The Mask : Le regard de Chuck Russell sur une franchise d’anthologie
En parlant des 30 ans de L’Effaceur, Chuck Russell a eu le temps de revenir à une franchise qu’il a lancé en 1994 et qui n’a pas été rééxploitée depuis 2005 : The Mask. Le cinéaste explique son approche sur une potentielle vraie suite avec Jim Carrey...
"On parle toujours [d’une suite de The Mask]", confie Russell. "Il y a eu une suite, n’oublions pas Le Fils du Mask, que j’ai refusé de faire. Ils ont eu la gentillesse de me proposer la réalisation, mais la comédie est plus difficile que l’action. The Mask contient de la comédie et de l’action, mais c’était avant tout une comédie. Le ressort comique de ces films doit être parfaitement maîtrisé, car on peut rendre un thriller plus haletant. On peut faire un film d’action plus ambitieux, mais la comédie est plus difficile. On me demande toujours si je devrais faire une suite à The Mask. Ce serait formidable de revenir, surtout avec Jim, mais on verra. Ce n’est pas encore prêt, mais c’est une excellente idée."
Adapté des comics de 1991 de John Arcudi et Doug Mahnke, The Mask est l’histoire de Stanley Ipkiss (Carrey), un employé de banque maladroit et timide qui découvre un masque magique le transformant en un personnage à la peau verte, un fauteur de troubles lié au dieu de la malice, Loki. Le masque ne fait que ressortir les désirs les plus inavouables de celui qui le porte. Sorti en 1994, le film a été un véritable succès, rapportant plus de 351 millions de dollars pour un budget estimé d’une vingtaine de millions aujourd’hui. Ajusté à l’inflation, le résultat du film avoisinerait les 800 millions de dollars. Le Fils du Mask est sorti en 2005, sans Russell ni Carrey, et son échec était d’autant plus grand que les espoirs placés en lui étaient énormes.

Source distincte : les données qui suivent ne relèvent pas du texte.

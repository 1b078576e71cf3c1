//! # tandem-collab: real-time collaboration layer for Tandem
//!
//! WebSocket transport for the operational-transformation core in
//! `tandem-core`: a document server and an editing client.
//!
//! ## Architecture
//!
//! ```text
//! ┌──────────────┐     WebSocket     ┌──────────────┐
//! │ SyncClient   │ ◄───────────────► │ SyncServer   │
//! │ (per editor) │    JSON messages  │ (central)    │
//! └──────┬───────┘                   └──────┬───────┘
//!        │                                  │
//!        ▼                                  ▼
//! ┌──────────────┐                   ┌──────────────┐
//! │ClientDocument│                   │DocumentSession│
//! │ (A, X, Y)    │                   │ (revision log)│
//! └──────────────┘                   └──────┬───────┘
//!                                           │
//!                                   ┌───────┴───────┐
//!                                   │ BroadcastGroup│
//!                                   │ (ordered)     │
//!                                   └───────────────┘
//! ```
//!
//! ## Modules
//!
//! - [`protocol`]: JSON wire messages
//! - [`broadcast`]: ordered per-document fan-out and the room table
//! - [`session`]: the per-document actor owning the revision log
//! - [`server`]: WebSocket document server
//! - [`client`]: WebSocket editing client

pub mod broadcast;
pub mod client;
pub mod protocol;
pub mod server;
pub mod session;

pub use broadcast::{BroadcastGroup, BroadcastStats, RevisionEvent, RoomManager};
pub use client::{fetch_document, ClientConfig, ConnectionState, SyncClient, SyncEvent};
pub use protocol::{Message, ProtocolError};
pub use server::{ServerConfig, ServerStats, SyncServer};
pub use session::{DocumentHandle, Joined, SessionConfig, SessionError};
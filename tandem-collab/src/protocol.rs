//! JSON wire protocol between editors and the document server.
//!
//! Every WebSocket text frame carries one message, tagged by `type`:
//! ```text
//! client → server                      server → client
//! ───────────────                      ───────────────
//! newClientId { clientId }             serverHeadText { data, revisionNumber? }
//! getDocument                          serverUpdate { data, revisionNumber }
//! clientUpdate { data, revisionNumber } serverAck { revisionNumber }
//! clientFastForward { revisionNumber } serverFastForward { data, revisionNumber }
//! clientAck { revisionNumber }         pong
//! ping                                 error { message }
//! ```
//!
//! `data` is a changeset: `{ startLen, endLen, ops, insertedText }`, each op
//! `{ "op": "=" | "+" | "-", "len": n }`. Malformed changesets are rejected
//! while decoding.

use serde::{Deserialize, Serialize};
use tandem_core::{ChangeSet, ClientId};

/// A protocol message.
#[derive(Debug, Clone, PartialEq, Eq, Serialize, Deserialize)]
#[serde(tag = "type", rename_all = "camelCase", rename_all_fields = "camelCase")]
pub enum Message {
    /// Editor announces its id and joins the document
    NewClientId { client_id: ClientId },
    /// Read-only request for the current document
    GetDocument,
    /// The document head. `revision_number` is omitted for read-only viewers.
    ServerHeadText {
        data: ChangeSet,
        #[serde(default, skip_serializing_if = "Option::is_none")]
        revision_number: Option<usize>,
    },
    /// Local edits based on `revision_number`
    ClientUpdate {
        data: ChangeSet,
        revision_number: usize,
    },
    /// A revision authored by another client
    ServerUpdate {
        data: ChangeSet,
        revision_number: usize,
    },
    /// The sender's update became `revision_number`
    ServerAck { revision_number: usize },
    /// Ask for every revision after `revision_number`
    ClientFastForward { revision_number: usize },
    ServerFastForward {
        data: ChangeSet,
        revision_number: usize,
    },
    /// Client has folded in `revision_number`
    ClientAck { revision_number: usize },
    Ping,
    Pong,
    Error { message: String },
}

impl Message {
    pub fn server_update(data: ChangeSet, revision_number: usize) -> Self {
        Self::ServerUpdate {
            data,
            revision_number,
        }
    }

    pub fn client_update(data: ChangeSet, revision_number: usize) -> Self {
        Self::ClientUpdate {
            data,
            revision_number,
        }
    }

    pub fn error(message: impl Into<String>) -> Self {
        Self::Error {
            message: message.into(),
        }
    }

    /// Wire name, for logging.
    pub fn kind(&self) -> &'static str {
        match self {
            Self::NewClientId { .. } => "newClientId",
            Self::GetDocument => "getDocument",
            Self::ServerHeadText { .. } => "serverHeadText",
            Self::ClientUpdate { .. } => "clientUpdate",
            Self::ServerUpdate { .. } => "serverUpdate",
            Self::ServerAck { .. } => "serverAck",
            Self::ClientFastForward { .. } => "clientFastForward",
            Self::ServerFastForward { .. } => "serverFastForward",
            Self::ClientAck { .. } => "clientAck",
            Self::Ping => "ping",
            Self::Pong => "pong",
            Self::Error { .. } => "error",
        }
    }

    /// Serialize to the JSON wire format.
    pub fn encode(&self) -> Result<String, ProtocolError> {
        serde_json::to_string(self).map_err(|e| ProtocolError::SerializationError(e.to_string()))
    }

    /// Deserialize from the JSON wire format.
    pub fn decode(text: &str) -> Result<Self, ProtocolError> {
        serde_json::from_str(text).map_err(|e| ProtocolError::DeserializationError(e.to_string()))
    }
}

/// Protocol errors.
#[derive(Debug, Clone, PartialEq, Eq)]
pub enum ProtocolError {
    SerializationError(String),
    DeserializationError(String),
    /// A message that is only valid in another state or direction
    UnexpectedMessage(&'static str),
    ConnectionClosed,
}

impl std::fmt::Display for ProtocolError {
    fn fmt(&self, f: &mut std::fmt::Formatter<'_>) -> std::fmt::Result {
        match self {
            Self::SerializationError(e) => write!(f, "Serialization error: {e}"),
            Self::DeserializationError(e) => write!(f, "Deserialization error: {e}"),
            Self::UnexpectedMessage(kind) => write!(f, "Unexpected message: {kind}"),
            Self::ConnectionClosed => write!(f, "Connection closed"),
        }
    }
}

impl std::error::Error for ProtocolError {}
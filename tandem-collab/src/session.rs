//! Per-document session actor.
//!
//! ```text
//!   connection ─┐  Command (mpsc)   ┌──────────────────┐  RevisionEvent
//!   connection ─┼─────────────────► │ DocumentSession  │ ───────────────► BroadcastGroup
//!   connection ─┘ ◄──────────────── │  DocumentState   │   (in order)
//!                   reply (oneshot) └──────────────────┘
//! ```
//!
//! One task owns the [`DocumentState`]; every mutation is a message to it,
//! so updates are integrated strictly one at a time and each revision is
//! published before the next update is looked at.

use std::collections::HashMap;
use std::sync::Arc;
use thiserror::Error;
use tokio::sync::{broadcast, mpsc, oneshot};
use uuid::Uuid;

use tandem_core::{ChangeSet, ClientId, DocumentState, Integrated, RevisionError};

use crate::broadcast::{BroadcastGroup, RevisionEvent};

#[derive(Error, Debug, Clone, PartialEq, Eq)]
pub enum SessionError {
    #[error("document {doc_id} is full ({max_clients} clients)")]
    DocumentFull { doc_id: Uuid, max_clients: usize },
    #[error(transparent)]
    Revision(#[from] RevisionError),
    #[error("session for document {0} has shut down")]
    Closed(Uuid),
}

/// Per-document session settings.
#[derive(Debug, Clone)]
pub struct SessionConfig {
    /// Events a connection may fall behind before it is dropped
    pub broadcast_capacity: usize,
    /// Commands queued for the actor before senders wait
    pub mailbox_capacity: usize,
    pub max_clients: usize,
}

impl Default for SessionConfig {
    fn default() -> Self {
        Self {
            broadcast_capacity: 256,
            mailbox_capacity: 64,
            max_clients: 100,
        }
    }
}

/// What a client gets when it joins: the head and a subscription that
/// starts right after it.
#[derive(Debug)]
pub struct Joined {
    pub head: ChangeSet,
    pub revision_number: usize,
    pub events: broadcast::Receiver<Arc<RevisionEvent>>,
    /// Identifies this join; only the matching leave unregisters the client
    pub ticket: u64,
}

enum Command {
    Join {
        client_id: ClientId,
        reply: oneshot::Sender<Result<Joined, SessionError>>,
    },
    Leave {
        client_id: ClientId,
        ticket: u64,
        reply: oneshot::Sender<()>,
    },
    GetDocument {
        reply: oneshot::Sender<(ChangeSet, usize)>,
    },
    Update {
        client_id: ClientId,
        change_set: ChangeSet,
        revision_number: usize,
        reply: oneshot::Sender<Result<usize, SessionError>>,
    },
    FastForward {
        client_id: ClientId,
        revision_number: usize,
        reply: oneshot::Sender<Result<Integrated, SessionError>>,
    },
    Ack {
        client_id: ClientId,
        revision_number: usize,
    },
}

/// Cheap, cloneable handle to a running session.
#[derive(Clone)]
pub struct DocumentHandle {
    doc_id: Uuid,
    commands: mpsc::Sender<Command>,
    broadcast: Arc<BroadcastGroup>,
}

impl DocumentHandle {
    /// Start the session task for `doc_id` with an empty document.
    ///
    /// The task ends once every handle has been dropped.
    pub fn spawn(doc_id: Uuid, config: &SessionConfig) -> Self {
        let (commands, mailbox) = mpsc::channel(config.mailbox_capacity);
        let broadcast = Arc::new(BroadcastGroup::new(config.broadcast_capacity));
        let session = DocumentSession {
            doc_id,
            state: DocumentState::new(),
            mailbox,
            broadcast: broadcast.clone(),
            max_clients: config.max_clients,
            tickets: HashMap::new(),
            next_ticket: 0,
        };
        tokio::spawn(session.run());

        Self {
            doc_id,
            commands,
            broadcast,
        }
    }

    pub fn doc_id(&self) -> Uuid {
        self.doc_id
    }

    pub fn broadcast(&self) -> &Arc<BroadcastGroup> {
        &self.broadcast
    }

    async fn request<T>(
        &self,
        command: impl FnOnce(oneshot::Sender<T>) -> Command,
    ) -> Result<T, SessionError> {
        let (reply, response) = oneshot::channel();
        self.commands
            .send(command(reply))
            .await
            .map_err(|_| SessionError::Closed(self.doc_id))?;
        response.await.map_err(|_| SessionError::Closed(self.doc_id))
    }

    /// Register `client_id` at the head revision.
    pub async fn join(&self, client_id: ClientId) -> Result<Joined, SessionError> {
        self.request(|reply| Command::Join { client_id, reply })
            .await?
    }

    /// Unregister `client_id` if `ticket` is still its latest join. A leave
    /// from a connection the client has already replaced does nothing.
    pub async fn leave(&self, client_id: ClientId, ticket: u64) {
        if self
            .request(|reply| Command::Leave {
                client_id,
                ticket,
                reply,
            })
            .await
            .is_err()
        {
            log::debug!("Leave for {client_id} after session {} closed", self.doc_id);
        }
    }

    /// Head text and revision, without registering a client.
    pub async fn document(&self) -> Result<(ChangeSet, usize), SessionError> {
        self.request(|reply| Command::GetDocument { reply }).await
    }

    /// Integrate an update and return its revision number. The revision
    /// has been published by the time this returns.
    pub async fn update(
        &self,
        client_id: ClientId,
        change_set: ChangeSet,
        revision_number: usize,
    ) -> Result<usize, SessionError> {
        self.request(|reply| Command::Update {
            client_id,
            change_set,
            revision_number,
            reply,
        })
        .await?
    }

    pub async fn fast_forward(
        &self,
        client_id: ClientId,
        revision_number: usize,
    ) -> Result<Integrated, SessionError> {
        self.request(|reply| Command::FastForward {
            client_id,
            revision_number,
            reply,
        })
        .await?
    }

    pub async fn acknowledge(&self, client_id: ClientId, revision_number: usize) -> Result<(), SessionError> {
        self.commands
            .send(Command::Ack {
                client_id,
                revision_number,
            })
            .await
            .map_err(|_| SessionError::Closed(self.doc_id))
    }

    pub async fn client_count(&self) -> usize {
        self.broadcast.peer_count().await
    }
}

struct DocumentSession {
    doc_id: Uuid,
    state: DocumentState,
    mailbox: mpsc::Receiver<Command>,
    broadcast: Arc<BroadcastGroup>,
    max_clients: usize,
    tickets: HashMap<ClientId, u64>,
    next_ticket: u64,
}

impl DocumentSession {
    async fn run(mut self) {
        while let Some(command) = self.mailbox.recv().await {
            self.handle(command).await;
        }
        log::debug!(
            "Session {} stopped at revision {}",
            self.doc_id,
            self.state.head_revision()
        );
    }

    async fn handle(&mut self, command: Command) {
        // A dropped reply receiver means the connection went away; the
        // state change still stands.
        match command {
            Command::Join { client_id, reply } => {
                let _ = reply.send(self.join(client_id).await);
            }
            Command::Leave {
                client_id,
                ticket,
                reply,
            } => {
                if self.tickets.get(&client_id) == Some(&ticket) {
                    self.tickets.remove(&client_id);
                    self.state.remove_client(&client_id);
                    self.broadcast.remove_peer(&client_id).await;
                } else {
                    log::debug!("Stale leave for {client_id} on {}", self.doc_id);
                }
                let _ = reply.send(());
            }
            Command::GetDocument { reply } => {
                let _ = reply.send((self.state.head_text().clone(), self.state.head_revision()));
            }
            Command::Update {
                client_id,
                change_set,
                revision_number,
                reply,
            } => {
                let result = self
                    .state
                    .update_state(client_id, change_set, revision_number)
                    .map(|integrated| {
                        let revision_number = integrated.revision_number;
                        self.broadcast.publish(RevisionEvent {
                            origin: client_id,
                            revision_number,
                            change_set: integrated.change_set,
                        });
                        revision_number
                    })
                    .map_err(SessionError::from);
                if let Err(e) = &result {
                    log::warn!("Rejected update from {client_id} on {}: {e}", self.doc_id);
                }
                let _ = reply.send(result);
            }
            Command::FastForward {
                client_id,
                revision_number,
                reply,
            } => {
                let result = self
                    .state
                    .fast_forward(client_id, revision_number)
                    .map_err(SessionError::from);
                let _ = reply.send(result);
            }
            Command::Ack {
                client_id,
                revision_number,
            } => {
                if let Err(e) = self.state.acknowledge(client_id, revision_number) {
                    log::debug!("Ignoring ack from {client_id}: {e}");
                }
            }
        }
    }

    async fn join(&mut self, client_id: ClientId) -> Result<Joined, SessionError> {
        if self.state.cursor(&client_id).is_none() && self.state.client_count() >= self.max_clients {
            return Err(SessionError::DocumentFull {
                doc_id: self.doc_id,
                max_clients: self.max_clients,
            });
        }
        let revision_number = self.state.add_client(client_id);
        let events = self.broadcast.add_peer(client_id).await;
        self.next_ticket += 1;
        let ticket = self.next_ticket;
        self.tickets.insert(client_id, ticket);
        log::info!(
            "Client {client_id} joined document {} at revision {revision_number}",
            self.doc_id
        );
        Ok(Joined {
            head: self.state.head_text().clone(),
            revision_number,
            events,
            ticket,
        })
    }
}
#[cfg(test)]
mod tests {
    use super::*;

    fn loaded_document(text: &str, revision: usize) -> Mutex<ClientDocument> {
        let mut document = ClientDocument::new(6);
        document.connect();
        document
            .receive_head(ChangeSet::from_text(text), revision)
            .unwrap();
        Mutex::new(document)
    }

    #[test]
    fn test_client_creation() {
        let doc_id = Uuid::new_v4();
        let client = SyncClient::new(doc_id, "ws://localhost:9090");
        assert_eq!(client.doc_id(), doc_id);
        assert_eq!(client.server_url(), "ws://localhost:9090");
        assert!(!client.client_id().is_nil());
    }

    #[test]
    fn test_client_config_default() {
        let config = ClientConfig::default();
        assert_eq!(config.send_interval_ms, 500);
        assert_eq!(config.ack_timeout_ticks, 6);
        assert!(config.reconnect);
    }

    #[test]
    fn test_link_url_joins_document_path() {
        let doc_id = Uuid::new_v4();
        let client = SyncClient::new(doc_id, "ws://localhost:9090/");
        assert_eq!(client.link().url, format!("ws://localhost:9090/{doc_id}"));
    }

    #[tokio::test]
    async fn test_client_initial_state() {
        let client = SyncClient::new(Uuid::new_v4(), "ws://localhost:9090");
        assert_eq!(client.connection_state().await, ConnectionState::Disconnected);
        assert_eq!(client.revision().await, 0);
        assert_eq!(client.text().await.unwrap(), "");
    }

    #[tokio::test]
    async fn test_edit_before_load_rejected() {
        let client = SyncClient::new(Uuid::new_v4(), "ws://localhost:9090");
        assert!(client.edit(&EditEvent::insert(0, "x")).await.is_err());
    }

    #[tokio::test]
    async fn test_ping_while_disconnected() {
        let client = SyncClient::new(Uuid::new_v4(), "ws://localhost:9090");
        assert_eq!(client.send_ping().await, Err(ProtocolError::ConnectionClosed));
    }

    #[tokio::test]
    async fn test_connect_failure() {
        // Port 9 (discard) is not a WebSocket server.
        let mut client = SyncClient::new(Uuid::new_v4(), "ws://127.0.0.1:9");
        assert!(client.connect().await.is_err());
        assert_eq!(client.connection_state().await, ConnectionState::Disconnected);
    }

    #[tokio::test]
    async fn test_take_event_rx() {
        let mut client = SyncClient::new(Uuid::new_v4(), "ws://localhost:9090");
        assert!(client.take_event_rx().is_some());
        assert!(client.take_event_rx().is_none());
    }

    #[tokio::test]
    async fn test_head_then_remote_update() {
        let document = Mutex::new(ClientDocument::new(6));
        document.lock().await.connect();
        let (event_tx, mut event_rx) = mpsc::channel(8);

        let head = Message::ServerHeadText {
            data: ChangeSet::from_text("abc"),
            revision_number: Some(4),
        };
        let reply = handle_server_message(head, &document, &event_tx).await.unwrap();
        assert_eq!(reply, None);
        assert!(matches!(
            event_rx.recv().await,
            Some(SyncEvent::DocumentLoaded { revision_number: 4, .. })
        ));

        let update = Message::server_update(ChangeSet::splice(3, 3, 0, "d").unwrap(), 5);
        let reply = handle_server_message(update, &document, &event_tx).await.unwrap();
        assert_eq!(reply, Some(Message::ClientAck { revision_number: 5 }));
        match event_rx.recv().await {
            Some(SyncEvent::RemoteChange { text, revision_number, .. }) => {
                assert_eq!(text, "abcd");
                assert_eq!(revision_number, 5);
            }
            other => panic!("Expected RemoteChange, got {other:?}"),
        }
    }

    #[tokio::test]
    async fn test_gap_requests_fast_forward() {
        let document = loaded_document("abc", 1);
        let (event_tx, _event_rx) = mpsc::channel(8);

        let update = Message::server_update(ChangeSet::identity(4), 3);
        let reply = handle_server_message(update, &document, &event_tx).await.unwrap();
        assert_eq!(reply, Some(Message::ClientFastForward { revision_number: 1 }));
    }

    #[tokio::test]
    async fn test_ack_reports_committed_revision() {
        let document = loaded_document("abc", 1);
        let (event_tx, mut event_rx) = mpsc::channel(8);
        {
            let mut doc = document.lock().await;
            doc.local_edit(&EditEvent::insert(3, "!")).unwrap();
            assert!(doc.take_outgoing().unwrap().is_some());
        }

        let ack = Message::ServerAck { revision_number: 2 };
        let reply = handle_server_message(ack, &document, &event_tx).await.unwrap();
        assert_eq!(reply, None);
        assert!(matches!(
            event_rx.recv().await,
            Some(SyncEvent::Acknowledged { revision_number: 2 })
        ));
    }

    #[tokio::test]
    async fn test_unexpected_ack_is_an_error() {
        let document = loaded_document("abc", 1);
        let (event_tx, _event_rx) = mpsc::channel(8);

        let ack = Message::ServerAck { revision_number: 2 };
        assert_eq!(
            handle_server_message(ack, &document, &event_tx).await,
            Err(ReconcileError::UnexpectedAck)
        );
    }

    #[tokio::test]
    async fn test_full_event_queue_does_not_stall_updates() {
        let document = loaded_document("", 0);
        let (event_tx, mut event_rx) = mpsc::channel(1);

        for revision in 1..=3 {
            let append = ChangeSet::splice(revision - 1, revision - 1, 0, "x").unwrap();
            let update = Message::server_update(append, revision);
            let reply = handle_server_message(update, &document, &event_tx).await.unwrap();
            assert_eq!(reply, Some(Message::ClientAck { revision_number: revision }));
        }
        assert_eq!(document.lock().await.text().unwrap(), "xxx");

        // Only the first event fit.
        assert!(matches!(
            event_rx.recv().await,
            Some(SyncEvent::RemoteChange { revision_number: 1, .. })
        ));
        assert!(event_rx.try_recv().is_err());
    }

    #[tokio::test]
    async fn test_server_error_becomes_event() {
        let document = loaded_document("", 0);
        let (event_tx, mut event_rx) = mpsc::channel(8);

        let reply = handle_server_message(Message::error("nope"), &document, &event_tx)
            .await
            .unwrap();
        assert_eq!(reply, None);
        assert!(matches!(event_rx.recv().await, Some(SyncEvent::ServerError(m)) if m == "nope"));
    }
}
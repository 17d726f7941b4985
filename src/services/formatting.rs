//! Text formatting for durations, distances, costs and itinerary clock times.
//!
//! Every duration shown anywhere in a schedule goes through [`format_duration`].

use chrono::{NaiveDate, NaiveDateTime};

use crate::defaults::{MILES_PER_METER, SECONDS_PER_DAY};
use crate::types::ScheduleTime;

/// Format seconds as "Xh Ym", dropping zero leading units.
///
/// Sub-minute values are shown in seconds; zero is "0m".
pub fn format_duration(seconds: u64) -> String {
    let hours = seconds / 3600;
    let minutes = (seconds % 3600) / 60;
    let secs = seconds % 60;

    if hours > 0 {
        format!("{}h {}m", hours, minutes)
    } else if minutes > 0 {
        format!("{}m", minutes)
    } else if secs > 0 {
        format!("{}s", secs)
    } else {
        "0m".to_string()
    }
}

pub fn meters_to_miles(meters: u64) -> f64 {
    meters as f64 * MILES_PER_METER
}

/// Format meters as miles with one decimal place.
pub fn format_distance(meters: u64) -> String {
    format!("{:.1} mi", meters_to_miles(meters))
}

/// Mileage cost for a distance at `rate_per_mile`, as dollars and cents.
pub fn estimate_cost(meters: u64, rate_per_mile: f64) -> String {
    format!("${:.2}", meters_to_miles(meters) * rate_per_mile)
}

/// Total elapsed time in days/hours/minutes.
pub fn format_visit_days(seconds: u64) -> String {
    let days = seconds / SECONDS_PER_DAY;
    if days == 0 {
        return format_duration(seconds);
    }
    let rest = seconds % SECONDS_PER_DAY;
    format!("{}d {}h {}m", days, rest / 3600, (rest % 3600) / 60)
}

/// 12-hour clock text ("09:30 AM").
pub fn format_clock_time(at: NaiveDateTime) -> String {
    at.format("%I:%M %p").to_string()
}

/// Stamp `at` with its day offset relative to midnight of `start_date`.
pub fn schedule_time(at: NaiveDateTime, start_date: NaiveDate) -> ScheduleTime {
    let day_offset = (at.date() - start_date).num_days();
    let clock = format_clock_time(at);
    let display = if day_offset >= 1 {
        format!("{} (+{}d)", clock, day_offset)
    } else {
        clock
    };

    ScheduleTime {
        at,
        day_offset,
        display,
    }
}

Et quand il a fallu trouvé le bon acteur pour jouer dans le film, en 1994, Carrey était une évidence : "J’étais au Comedy Store, une émission que je regardais aussi, et j’ai réalisé que ce que [Jim] y faisait. Je lui en ai parlé pendant le tournage de The Mask, et il m’a expliqué, aussi dingue que cela puisse paraître, qu’il était capable de faire physiquement ce qu’il peut imaginer. C’est un Charlie Chaplin et j’au su que ce type était littéralement un génie de la comédie. J’ai misé gros sur le fait que Jim Carrey deviendrait une grande star de cinéma, et New Line a fini par me donner raison."
Mais Carrey n’était pas la seule grande découverte hollywoodienne du film : "L’autre personne que j’avais repérée en amont était Cameron Diaz, qui n’avait jamais joué auparavant. Le studio a donc pris un risque considérable avec moi, et j’ai insisté pour que le film soit une comédie plutôt qu’un film d’horreur, comme ils l’avaient initialement imaginé, et pour que je puisse en faire un tremplin pour Jim et Cameron. C’était un pari risqué mais payant. Nous avons réalisé un film unique en son genre. Je voulais faire un film vraiment joyeux. J’avais perdu mon père peu de temps avant de réaliser The Mask, et je me suis dit que je devais le faire pour me divertir, et que le public s’amuse aussi. Il fallait que je le fasse avec Jim Carrey."